[Your objective] Everything from the first line of the material below through the line containing "pub fn from_env()" is to be printed exactly, and nothing more.
------
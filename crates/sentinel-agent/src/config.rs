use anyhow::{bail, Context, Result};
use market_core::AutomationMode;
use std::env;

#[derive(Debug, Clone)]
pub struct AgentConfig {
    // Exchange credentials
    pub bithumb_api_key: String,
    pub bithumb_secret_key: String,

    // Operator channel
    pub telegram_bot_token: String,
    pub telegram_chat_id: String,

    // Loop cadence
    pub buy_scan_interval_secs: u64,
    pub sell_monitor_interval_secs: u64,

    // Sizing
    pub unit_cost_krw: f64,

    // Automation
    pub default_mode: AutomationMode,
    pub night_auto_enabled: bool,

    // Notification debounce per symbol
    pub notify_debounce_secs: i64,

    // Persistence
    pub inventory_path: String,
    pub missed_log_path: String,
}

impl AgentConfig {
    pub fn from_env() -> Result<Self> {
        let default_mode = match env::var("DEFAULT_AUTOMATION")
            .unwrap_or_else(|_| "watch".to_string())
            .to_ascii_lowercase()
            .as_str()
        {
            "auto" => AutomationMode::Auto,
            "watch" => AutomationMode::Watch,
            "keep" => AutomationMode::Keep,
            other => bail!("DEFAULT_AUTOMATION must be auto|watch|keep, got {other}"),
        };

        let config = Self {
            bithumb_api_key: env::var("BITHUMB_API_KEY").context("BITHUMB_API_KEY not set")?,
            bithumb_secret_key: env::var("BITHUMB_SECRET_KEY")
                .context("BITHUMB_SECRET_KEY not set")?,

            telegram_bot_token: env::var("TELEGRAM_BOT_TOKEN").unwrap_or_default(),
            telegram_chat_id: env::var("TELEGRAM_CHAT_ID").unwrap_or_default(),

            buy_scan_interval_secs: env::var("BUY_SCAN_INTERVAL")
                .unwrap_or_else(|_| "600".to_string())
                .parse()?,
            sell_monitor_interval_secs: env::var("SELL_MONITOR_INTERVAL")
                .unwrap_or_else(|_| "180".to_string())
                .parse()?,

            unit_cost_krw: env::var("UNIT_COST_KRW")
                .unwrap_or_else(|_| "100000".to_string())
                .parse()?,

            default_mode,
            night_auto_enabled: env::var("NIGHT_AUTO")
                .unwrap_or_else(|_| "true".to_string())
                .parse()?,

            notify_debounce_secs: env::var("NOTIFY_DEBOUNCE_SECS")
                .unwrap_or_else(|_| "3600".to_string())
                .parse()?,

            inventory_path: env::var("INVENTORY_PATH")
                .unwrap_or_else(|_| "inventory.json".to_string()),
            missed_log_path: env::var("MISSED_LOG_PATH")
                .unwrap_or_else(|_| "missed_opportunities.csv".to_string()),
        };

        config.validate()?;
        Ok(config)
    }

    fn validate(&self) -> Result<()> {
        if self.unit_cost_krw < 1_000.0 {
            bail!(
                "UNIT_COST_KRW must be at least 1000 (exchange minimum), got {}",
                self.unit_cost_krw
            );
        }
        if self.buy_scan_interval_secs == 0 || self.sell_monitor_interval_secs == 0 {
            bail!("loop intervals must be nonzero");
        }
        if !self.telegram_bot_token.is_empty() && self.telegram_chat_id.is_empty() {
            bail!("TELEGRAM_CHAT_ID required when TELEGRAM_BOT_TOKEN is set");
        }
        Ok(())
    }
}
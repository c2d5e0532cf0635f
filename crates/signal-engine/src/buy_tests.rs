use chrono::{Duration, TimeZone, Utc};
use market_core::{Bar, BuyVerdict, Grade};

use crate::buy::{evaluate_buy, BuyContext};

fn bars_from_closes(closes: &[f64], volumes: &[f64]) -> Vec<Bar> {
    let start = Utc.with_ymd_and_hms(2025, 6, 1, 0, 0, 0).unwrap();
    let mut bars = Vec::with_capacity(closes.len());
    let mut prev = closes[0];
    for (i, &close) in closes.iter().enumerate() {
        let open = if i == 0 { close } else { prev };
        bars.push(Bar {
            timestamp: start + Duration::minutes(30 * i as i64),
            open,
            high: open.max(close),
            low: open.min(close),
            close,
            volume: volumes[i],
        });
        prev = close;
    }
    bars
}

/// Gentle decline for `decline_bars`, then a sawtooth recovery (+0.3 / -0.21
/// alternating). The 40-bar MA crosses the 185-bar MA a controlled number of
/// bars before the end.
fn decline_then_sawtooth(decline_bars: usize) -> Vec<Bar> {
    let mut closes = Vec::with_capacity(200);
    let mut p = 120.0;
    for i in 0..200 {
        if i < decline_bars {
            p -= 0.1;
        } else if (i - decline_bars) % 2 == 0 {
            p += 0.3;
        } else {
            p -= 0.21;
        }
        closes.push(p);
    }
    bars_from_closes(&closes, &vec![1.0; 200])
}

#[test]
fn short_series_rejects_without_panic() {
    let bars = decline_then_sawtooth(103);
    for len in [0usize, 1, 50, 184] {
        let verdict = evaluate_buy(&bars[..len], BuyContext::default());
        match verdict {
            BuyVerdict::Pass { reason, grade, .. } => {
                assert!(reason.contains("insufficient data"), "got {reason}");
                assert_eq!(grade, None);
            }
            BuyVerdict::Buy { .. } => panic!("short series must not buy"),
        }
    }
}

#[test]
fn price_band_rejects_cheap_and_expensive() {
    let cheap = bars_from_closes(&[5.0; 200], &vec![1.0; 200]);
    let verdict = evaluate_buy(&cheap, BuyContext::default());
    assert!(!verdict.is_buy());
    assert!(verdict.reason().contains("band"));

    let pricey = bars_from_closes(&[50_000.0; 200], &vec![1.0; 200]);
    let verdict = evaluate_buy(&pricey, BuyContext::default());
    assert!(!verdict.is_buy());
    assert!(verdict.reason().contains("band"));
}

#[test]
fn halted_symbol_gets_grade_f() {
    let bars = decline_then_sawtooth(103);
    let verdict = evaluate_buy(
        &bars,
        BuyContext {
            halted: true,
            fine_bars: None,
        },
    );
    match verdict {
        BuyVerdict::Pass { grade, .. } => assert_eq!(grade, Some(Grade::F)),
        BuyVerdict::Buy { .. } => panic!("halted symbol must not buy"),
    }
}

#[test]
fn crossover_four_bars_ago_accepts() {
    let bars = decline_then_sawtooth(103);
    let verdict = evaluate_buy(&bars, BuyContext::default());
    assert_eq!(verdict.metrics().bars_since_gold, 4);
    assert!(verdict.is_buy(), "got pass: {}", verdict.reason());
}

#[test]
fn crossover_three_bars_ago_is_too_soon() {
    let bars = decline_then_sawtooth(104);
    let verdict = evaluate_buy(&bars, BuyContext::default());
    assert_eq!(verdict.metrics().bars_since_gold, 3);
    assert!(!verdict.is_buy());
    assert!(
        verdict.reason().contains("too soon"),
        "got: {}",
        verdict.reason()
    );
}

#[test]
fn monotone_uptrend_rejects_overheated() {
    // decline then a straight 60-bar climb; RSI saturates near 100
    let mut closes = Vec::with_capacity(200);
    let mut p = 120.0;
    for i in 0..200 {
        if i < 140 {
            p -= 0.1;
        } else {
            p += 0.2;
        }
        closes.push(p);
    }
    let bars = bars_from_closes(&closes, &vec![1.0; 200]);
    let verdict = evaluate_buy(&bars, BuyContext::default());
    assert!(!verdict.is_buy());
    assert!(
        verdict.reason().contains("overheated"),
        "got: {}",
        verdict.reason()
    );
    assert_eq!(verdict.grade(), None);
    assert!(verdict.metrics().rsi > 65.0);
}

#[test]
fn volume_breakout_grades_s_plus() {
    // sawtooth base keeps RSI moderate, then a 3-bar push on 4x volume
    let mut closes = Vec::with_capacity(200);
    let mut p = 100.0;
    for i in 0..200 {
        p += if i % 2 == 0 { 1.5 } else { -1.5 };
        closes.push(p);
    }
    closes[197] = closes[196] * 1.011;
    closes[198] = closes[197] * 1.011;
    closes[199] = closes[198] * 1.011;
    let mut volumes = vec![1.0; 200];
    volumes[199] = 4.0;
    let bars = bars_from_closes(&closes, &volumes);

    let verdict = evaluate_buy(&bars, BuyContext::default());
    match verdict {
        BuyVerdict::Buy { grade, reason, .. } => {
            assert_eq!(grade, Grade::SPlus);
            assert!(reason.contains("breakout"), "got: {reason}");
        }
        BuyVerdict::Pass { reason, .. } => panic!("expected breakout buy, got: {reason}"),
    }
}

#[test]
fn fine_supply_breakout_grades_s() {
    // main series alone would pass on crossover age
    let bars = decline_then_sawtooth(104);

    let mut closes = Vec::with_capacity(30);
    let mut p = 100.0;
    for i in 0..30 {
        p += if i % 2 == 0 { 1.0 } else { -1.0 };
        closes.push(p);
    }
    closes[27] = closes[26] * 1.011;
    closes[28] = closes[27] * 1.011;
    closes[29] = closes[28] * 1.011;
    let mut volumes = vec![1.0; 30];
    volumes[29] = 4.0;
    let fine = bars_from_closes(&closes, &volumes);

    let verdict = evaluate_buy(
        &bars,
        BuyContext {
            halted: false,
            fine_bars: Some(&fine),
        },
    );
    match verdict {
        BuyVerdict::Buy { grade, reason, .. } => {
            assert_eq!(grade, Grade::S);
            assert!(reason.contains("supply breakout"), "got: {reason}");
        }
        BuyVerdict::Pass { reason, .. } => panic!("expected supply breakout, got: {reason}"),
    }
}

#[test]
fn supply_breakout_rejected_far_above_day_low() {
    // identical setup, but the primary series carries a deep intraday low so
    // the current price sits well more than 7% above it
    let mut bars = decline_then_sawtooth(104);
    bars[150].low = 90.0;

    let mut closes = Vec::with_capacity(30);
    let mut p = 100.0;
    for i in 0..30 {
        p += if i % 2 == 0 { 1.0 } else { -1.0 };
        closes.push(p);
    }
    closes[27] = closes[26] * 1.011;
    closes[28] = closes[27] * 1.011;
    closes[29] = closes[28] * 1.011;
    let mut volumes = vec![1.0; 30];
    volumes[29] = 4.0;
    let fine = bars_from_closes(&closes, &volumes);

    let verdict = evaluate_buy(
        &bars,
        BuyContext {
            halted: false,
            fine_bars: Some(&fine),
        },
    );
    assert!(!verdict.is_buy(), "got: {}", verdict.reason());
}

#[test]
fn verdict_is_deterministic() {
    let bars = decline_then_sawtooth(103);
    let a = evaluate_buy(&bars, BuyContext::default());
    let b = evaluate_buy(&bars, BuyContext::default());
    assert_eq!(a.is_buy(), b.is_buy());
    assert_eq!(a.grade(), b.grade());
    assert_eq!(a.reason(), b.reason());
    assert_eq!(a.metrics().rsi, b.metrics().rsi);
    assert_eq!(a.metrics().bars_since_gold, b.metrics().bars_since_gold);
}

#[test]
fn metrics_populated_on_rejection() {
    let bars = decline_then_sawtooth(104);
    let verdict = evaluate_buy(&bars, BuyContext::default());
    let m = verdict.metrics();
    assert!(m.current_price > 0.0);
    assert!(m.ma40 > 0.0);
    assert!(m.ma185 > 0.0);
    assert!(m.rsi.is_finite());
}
------
[Worked solution]
filename crates/sentinel-agent/src/config.rs
use anyhow::{bail, Context, Result};
use market_core::AutomationMode;
use std::env;

#[derive(Debug, Clone)]
pub struct AgentConfig {
    // Exchange credentials
    pub bithumb_api_key: String,
    pub bithumb_secret_key: String,

    // Operator channel
    pub telegram_bot_token: String,
    pub telegram_chat_id: String,

    // Loop cadence
    pub buy_scan_interval_secs: u64,
    pub sell_monitor_interval_secs: u64,

    // Sizing
    pub unit_cost_krw: f64,

    // Automation
    pub default_mode: AutomationMode,
    pub night_auto_enabled: bool,

    // Notification debounce per symbol
    pub notify_debounce_secs: i64,

    // Persistence
    pub inventory_path: String,
    pub missed_log_path: String,
}

impl AgentConfig {
    pub fn from_env() -> Result<Self> {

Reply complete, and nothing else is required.